Ticks are not insects, but acarines, their closest relatives are mites, spiders and scorpions. Whereas adult insects have six legs, adult acarines have eight.
Free-living ticks tend not to walk very far. They mostly climb onto vegetation and wait for the next suitable host to come along (Figure 1). All ticks feed on blood during some stage of their life. When a potential host comes near, the waiting ticks become active; they wave their front legs about in what is known as questing behaviour. This is probably triggered by the host animal’s exhaled air (dry ice, which releases CO2, can be used to attract free-living ticks to traps in the ground).

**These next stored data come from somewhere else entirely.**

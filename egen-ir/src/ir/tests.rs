//! Unit tests for the IR module

use super::*;
use crate::error::IrError;
use egen_common::EXIT_FUNCTION_NAME;
use pretty_assertions::assert_eq;

fn entry_builder() -> (IrBuilder, u32) {
    let function = Function::new("main".to_string(), vec![], IrType::int32());
    let mut builder = IrBuilder::new(function);
    let entry = builder.create_block();
    builder.emit_block(entry).unwrap();
    (builder, entry)
}

#[test]
fn test_type_triviality() {
    assert!(IrType::int32().is_trivial());
    assert!(!IrType::ErrorExistential.is_trivial());
    assert!(IrType::address_of(IrType::ErrorExistential).is_trivial());
    assert!(!IrType::optional(IrType::ErrorExistential).is_trivial());
    assert!(IrType::Nominal { name: "Code".to_string(), trivial: true }.is_trivial());
}

#[test]
fn test_type_display() {
    assert_eq!(IrType::builtin_int32().to_string(), "Builtin.Int32");
    assert_eq!(
        IrType::function(vec![IrType::int32()], IrType::Never, CallingConvention::Foreign).to_string(),
        "@convention(c) (Int32) -> Never"
    );
    assert_eq!(IrType::address_of(IrType::ErrorExistential).to_string(), "*any Error");
}

#[test]
fn test_terminator_invalidates_insertion_point() {
    let (mut builder, entry) = entry_builder();
    let code = builder.integer_literal(IrType::builtin_int32(), 0).unwrap();
    let wrapped = builder.create_struct(IrType::int32(), vec![code]).unwrap();
    assert!(builder.has_valid_insertion_point());

    builder.return_value(wrapped).unwrap();
    assert!(!builder.has_valid_insertion_point());
    assert!(matches!(
        builder.integer_literal(IrType::builtin_int32(), 1),
        Err(IrError::NoInsertionPoint { .. })
    ));
    assert!(matches!(builder.emit_block(entry), Err(IrError::BlockTerminated { .. })));
}

#[test]
fn test_branch_records_edges() {
    let (mut builder, entry) = entry_builder();
    let exit = builder.create_block();
    let code = builder
        .create_block_param(exit, IrType::builtin_int32(), OwnershipKind::None)
        .unwrap();
    let zero = builder.integer_literal(IrType::builtin_int32(), 0).unwrap();
    builder.branch(exit, vec![zero]).unwrap();

    let function = builder.function();
    assert_eq!(function.get_block(entry).unwrap().successors, vec![exit]);
    assert_eq!(function.get_block(exit).unwrap().predecessors, vec![entry]);
    assert_eq!(function.get_block(exit).unwrap().params, vec![code]);
    assert_eq!(
        function.value(code).unwrap().def,
        ValueDef::BlockParam { block: exit, index: 0 }
    );
}

#[test]
fn test_erase_block_repairs_edges() {
    let (mut builder, entry) = entry_builder();
    let middle = builder.create_block();
    let exit = builder.create_block();
    builder.branch(middle, vec![]).unwrap();
    builder.emit_block(middle).unwrap();
    builder.branch(exit, vec![]).unwrap();

    let mut function = builder.finish();
    let removed = function.erase_block(middle).unwrap();
    assert_eq!(removed.id, middle);
    assert!(function.get_block(middle).is_none());
    assert!(function.get_block(entry).unwrap().successors.is_empty());
    assert!(function.get_block(exit).unwrap().predecessors.is_empty());
}

#[test]
fn test_erase_entry_block_is_rejected() {
    let (builder, entry) = entry_builder();
    let mut function = builder.finish();
    assert!(matches!(function.erase_block(entry), Err(IrError::EraseEntryBlock { .. })));
}

#[test]
fn test_apply_result_ownership() {
    let (mut builder, _) = entry_builder();
    let producer = Function::declaration(
        "produce_error".to_string(),
        vec![],
        IrType::ErrorExistential,
        CallingConvention::Native,
    );
    let callee = builder.function_ref(&producer).unwrap();
    let error = builder.apply(callee, vec![]).unwrap();

    let info = builder.function().value(error).unwrap();
    assert_eq!(info.ownership, OwnershipKind::Owned);
    assert_eq!(info.ty, IrType::ErrorExistential);
}

#[test]
fn test_load_from_address_yields_object_type() {
    let (mut builder, _) = entry_builder();
    let slot = builder.alloc_stack(IrType::ErrorExistential).unwrap();
    assert!(builder.value_type(slot).unwrap().is_address());

    let loaded = builder.load(slot, true).unwrap();
    assert_eq!(builder.value_type(loaded).unwrap(), &IrType::ErrorExistential);
    assert_eq!(builder.function().value(loaded).unwrap().ownership, OwnershipKind::Owned);
}

#[test]
fn test_non_taking_load_borrows() {
    let (mut builder, _) = entry_builder();
    let slot = builder.alloc_stack(IrType::ErrorExistential).unwrap();
    let borrowed = builder.load(slot, false).unwrap();
    assert_eq!(builder.function().value(borrowed).unwrap().ownership, OwnershipKind::Guaranteed);

    let counter = builder.alloc_stack(IrType::int32()).unwrap();
    let count = builder.load(counter, false).unwrap();
    assert_eq!(builder.function().value(count).unwrap().ownership, OwnershipKind::None);
}

#[test]
fn test_synthesize_exit_declaration() {
    let mut module = Module::new("test".to_string());
    let exit = module.lookup_or_synthesize_exit().unwrap();
    assert_eq!(exit.name, EXIT_FUNCTION_NAME);
    assert!(exit.is_declaration());
    assert!(exit.is_implicit);
    assert_eq!(exit.convention, CallingConvention::Foreign);
    assert_eq!(exit.param_types, vec![IrType::int32()]);
    assert_eq!(exit.result_type, IrType::Never);

    module.lookup_or_synthesize_exit().unwrap();
    assert_eq!(module.functions.len(), 1);
}

#[test]
fn test_existing_exit_with_other_signature_is_rejected() {
    let mut module = Module::new("test".to_string());
    module.add_function(Function::declaration(
        EXIT_FUNCTION_NAME.to_string(),
        vec![IrType::builtin_int32()],
        IrType::EmptyTuple,
        CallingConvention::Foreign,
    ));

    assert!(matches!(
        module.lookup_or_synthesize_exit(),
        Err(IrError::SignatureMismatch { .. })
    ));
}

#[test]
fn test_function_display() {
    let (mut builder, _) = entry_builder();
    let code = builder.integer_literal(IrType::builtin_int32(), 0).unwrap();
    let wrapped = builder.create_struct(IrType::int32(), vec![code]).unwrap();
    builder.return_value(wrapped).unwrap();
    let mut function = builder.finish();
    function.is_bare = true;

    let expected = "define [bare] @main : $() -> Int32 {\n\
                    bb0:\n  \
                    %0 = integer_literal $Builtin.Int32, 0\n  \
                    %1 = struct $Int32 (%0)\n  \
                    return %1\n\
                    }\n";
    assert_eq!(function.to_string(), expected);
}

#[test]
fn test_declare_returns_existing_definition() {
    let mut module = Module::new("test".to_string());
    let mut definition = Function::new(
        "S.main".to_string(),
        vec![IrType::Metatype("S".to_string())],
        IrType::EmptyTuple,
    );
    definition.convention = CallingConvention::Method;
    definition.create_block();
    module.add_function(definition);

    let declaration = Function::declaration(
        "S.main".to_string(),
        vec![IrType::Metatype("S".to_string())],
        IrType::EmptyTuple,
        CallingConvention::Method,
    );
    let found = module.declare(declaration).unwrap();
    assert!(!found.is_declaration());
    assert_eq!(module.functions.len(), 1);
    assert!(module.has_definition("S.main"));
}

#[test]
fn test_module_serializes_to_json() {
    let mut module = Module::new("test".to_string());
    module.lookup_or_synthesize_exit().unwrap();

    let json = serde_json::to_string(&module).unwrap();
    let restored: Module = serde_json::from_str(&json).unwrap();
    assert_eq!(restored, module);
}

Whereas 1-host ticks are fairly host-specific (although cattle ticks can be found on goats, hairy sheep, horses, and other animals, they prefer cattle), 2- and 3-host ticks infest animals of a variety of species. The larvae and nymphs will take their blood meal on small ground-dwelling animals or birds. This means that they can be carried over long distances by these intermediate hosts in the absence of any livestock host animals. The bush tick (Haemaphysalis longicornis) and the paralysis tick (Ixodes holocyclus) are 3-host ticks.
Adult ticks’ bodies basically consist of an abdomen, from which protrude the four mouthparts (held closely together, until the tick attaches to take a blood meal), and the eight legs (Figure 2). There is no head and the commonly held belief that the head will break off and remain when the tick is pulled off the host is incorrect.